I have been exploring ideas of transience, wonder and landscape through my drawings and prints. These themes have emerged through my own experiences in the Scottish Highlands, which for the past few years have been a huge inspiration for my work. My final project is a series of illustrations, poetry and linocut reduction prints evoking the mystical atmosphere of being in the mountains as the stars begin to appear. I hope the images inspire viewers to reflect on their own relationship with nature, from the everyday to the spectacular, highlighting the critical importance and responsibility we have to our natural world.
I am a printmaker and illustrator specialising in linocut, letterpress and drawing. When beginning a project I often draw ‘on location’ in nature to closely observe the landscape, weather and light. This means drawing outside in every kind of weather, which creates an instinctive, visceral experience and response on paper. By contrast, my printmaking takes place in a studio as it requires presses and specialist equipment, and it is often a longer, more involved process for me. Each new layer of ink brings its own decisions, and these challenges drive the work forwards, generating new ideas or ways of working.
I am always inspired by experiencing the natural environments around me and especially in the Highlands. This year I have been particularly fascinated by atmosphere, weather and light, and how these things can dramatically change a landscape in any season. I spent a lot of time over the winter lockdown watching the skies change at dusk, and we also had a number of clear, dark nights which were brilliant for stargazing. Since the easing of restrictions I have been able to visit the Highlands a few times with my sketchbook and this has resulted in a series of prints of lochans under starlit skies. I have been inspired by artists working with landscape as their subject, such as Emma Stibbon, Norman Ackroyd, Emma Carlisle and Laura Boswell. I was fortunate to catch Laura Boswell’s exhibition at Birch Tree Gallery in Edinburgh last year, and it was wonderful to see her large relief prints in person.
Edinburgh is such an inspiring city to live in, I have really enjoyed wandering the city and discovering its many green spaces. More recently as restrictions have eased, I have loved making use of the ECA printmaking facilities with the support of the print technicians. The visiting illustrators who have taught us on the MA and my coursemates have also been a huge highlight, their collective support, creativity and resilience through this year has inspired me so much.
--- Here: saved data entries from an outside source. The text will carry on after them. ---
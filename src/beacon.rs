//! Picks the Ruuvi payload out of a decoded frame and turns it into a
//! [`Measurement`].

use crate::alias::NameLookup;
use crate::decoder::{DecodeError, PayloadDecoder};
use crate::hci::{AdvertisementData, Frame};
use crate::measurement::Measurement;
use std::time::SystemTime;
use thiserror::Error;

/// Manufacturer-specific data, carries the raw data formats.
pub const AD_TYPE_MANUFACTURER_DATA: u8 = 0xFF;
/// Service data, used by Eddystone URL frames.
pub const AD_TYPE_SERVICE_DATA: u8 = 0x16;
/// Eddystone TLM.
pub const AD_TYPE_EDDYSTONE_TLM: u8 = 0x17;

/// AD types searched for a payload, most preferred first.
const BEACON_AD_TYPES: [u8; 3] = [
    AD_TYPE_MANUFACTURER_DATA,
    AD_TYPE_SERVICE_DATA,
    AD_TYPE_EDDYSTONE_TLM,
];

/// Ruuvi Innovations manufacturer ID as it appears in advertisements
/// (little-endian 0x0499).
pub const RUUVI_MANUFACTURER_ID_BYTES: [u8; 2] = [0x99, 0x04];

/// Why a frame produced no measurement.
#[derive(Error, Debug, Clone, PartialEq)]
pub enum SelectError {
    #[error("no manufacturer or service data in frame")]
    NoBeaconData,
    #[error("payload of AD type {ad_type:#04x} is not from Ruuvi")]
    ForeignManufacturer { ad_type: u8 },
    #[error(transparent)]
    Decode(#[from] DecodeError),
}

/// Locates Ruuvi payloads in frames and enriches the decoded values with the
/// frame's address, signal strength, configured name and receiver tag.
pub struct BeaconSelector {
    decoder: Box<dyn PayloadDecoder>,
    names: Box<dyn NameLookup>,
    receiver: Option<String>,
}

impl BeaconSelector {
    pub fn new(
        decoder: Box<dyn PayloadDecoder>,
        names: Box<dyn NameLookup>,
        receiver: Option<String>,
    ) -> Self {
        Self {
            decoder,
            names,
            receiver,
        }
    }

    /// Build a measurement from the frame, stamped with `timestamp`.
    pub fn select(&self, frame: &Frame, timestamp: SystemTime) -> Result<Measurement, SelectError> {
        let ad = beacon_data(frame).ok_or(SelectError::NoBeaconData)?;

        let payload = match ad.data.as_slice() {
            [a, b, payload @ ..] if [*a, *b] == RUUVI_MANUFACTURER_ID_BYTES => payload,
            _ => {
                return Err(SelectError::ForeignManufacturer { ad_type: ad.ad_type });
            }
        };

        let manufacturer_id = u16::from_le_bytes(RUUVI_MANUFACTURER_ID_BYTES);
        let values = self.decoder.decode(manufacturer_id, payload)?;

        Ok(Measurement::new(
            values,
            frame.mac,
            frame.rssi,
            self.names.name_for(&frame.mac),
            self.receiver.clone(),
            timestamp,
        ))
    }
}

fn beacon_data(frame: &Frame) -> Option<&AdvertisementData> {
    BEACON_AD_TYPES
        .iter()
        .find_map(|&ad_type| frame.find_advertisement(ad_type))
}
use crate::mac_address::MacAddress;
use crate::measurement::Measurement;
use std::time::SystemTime;

/// A stable MAC address for unit tests.
pub const TEST_MAC: MacAddress = MacAddress([0xAA, 0xBB, 0xCC, 0xDD, 0xEE, 0xFF]);

/// A data format 5 advertisement from `FE1E8AADD7BF`, RSSI -79.
pub const DF5_LINE: &str = "> 04 3E 2B 02 01 00 01 BF D7 AD 8A 1E FE 1F 02 01 06 1B FF 99 04 05 11 17 34 AF CE E2 03 F8 FF E8 FF D8 B0 B6 4D 61 31 FE 1E 8A AD D7 BF B1";

/// Build a data format 5 dump line for `mac` (canonical order, bytes separated
/// by spaces) carrying the given temperature.
pub fn df5_line(mac: &str, temperature: f64) -> String {
    let raw = (temperature / 0.005).round() as i16;
    let [hi, lo] = raw.to_be_bytes();
    let mut wire: Vec<&str> = mac.split(' ').collect();
    wire.reverse();
    format!(
        "> 04 3E 2B 02 01 00 01 {} 1F 02 01 06 1B FF 99 04 05 {hi:02X} {lo:02X} 34 AF CE E2 03 F8 FF E8 FF D8 B0 B6 4D 61 31 {mac} B1",
        wire.join(" ")
    )
}

/// Build a `Measurement` with all optional fields set to `None`.
///
/// Tests can override just the fields they care about.
pub fn base_measurement(mac: MacAddress, timestamp: SystemTime) -> Measurement {
    Measurement {
        mac,
        timestamp,
        rssi: -70,
        name: None,
        receiver: None,
        data_format: 5,
        temperature: None,
        humidity: None,
        pressure: None,
        battery: None,
        tx_power: None,
        movement_counter: None,
        measurement_sequence: None,
        acceleration_x: None,
        acceleration_y: None,
        acceleration_z: None,
        pm2_5: None,
        co2: None,
        voc_index: None,
        nox_index: None,
        luminosity: None,
        derived: Default::default(),
    }
}

/// A measurement carrying only acceleration, `(x, 0, 1)`.
pub fn accelerated(mac: MacAddress, x: f64) -> Measurement {
    Measurement {
        acceleration_x: Some(x),
        acceleration_y: Some(0.0),
        acceleration_z: Some(1.0),
        ..base_measurement(mac, SystemTime::UNIX_EPOCH)
    }
}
I spent the winter lockdown with my family in Suffolk. I had previously hoped to be out roaming the winter Highlands with my sketchbook, so it was jarring to find myself locked down in one of the flattest parts of the UK - along with the many practical and psychological challenges that lockdowns bring. However, it did give me time to reflect, adapt and look at my work from a new perspective. I got into a routine of listening to the birdsong in the quiet winter air, going for daily walks in my local woodlands and watching the colourful skies change at dusk. These simple joys inspired a book project reflecting on how even small interactions with nature can inspire so much hope. I have always loved being outdoors, but after spending so much designated time indoors, the pandemic has brought me and my creative practice closer to nature than ever before.
After graduating I hope to spend more time in the beautiful Scottish Highlands with my sketchbook and continue to develop my printmaking practice further. As well as selling my original prints in my online shop, I would love to exhibit this growing body of work in a gallery.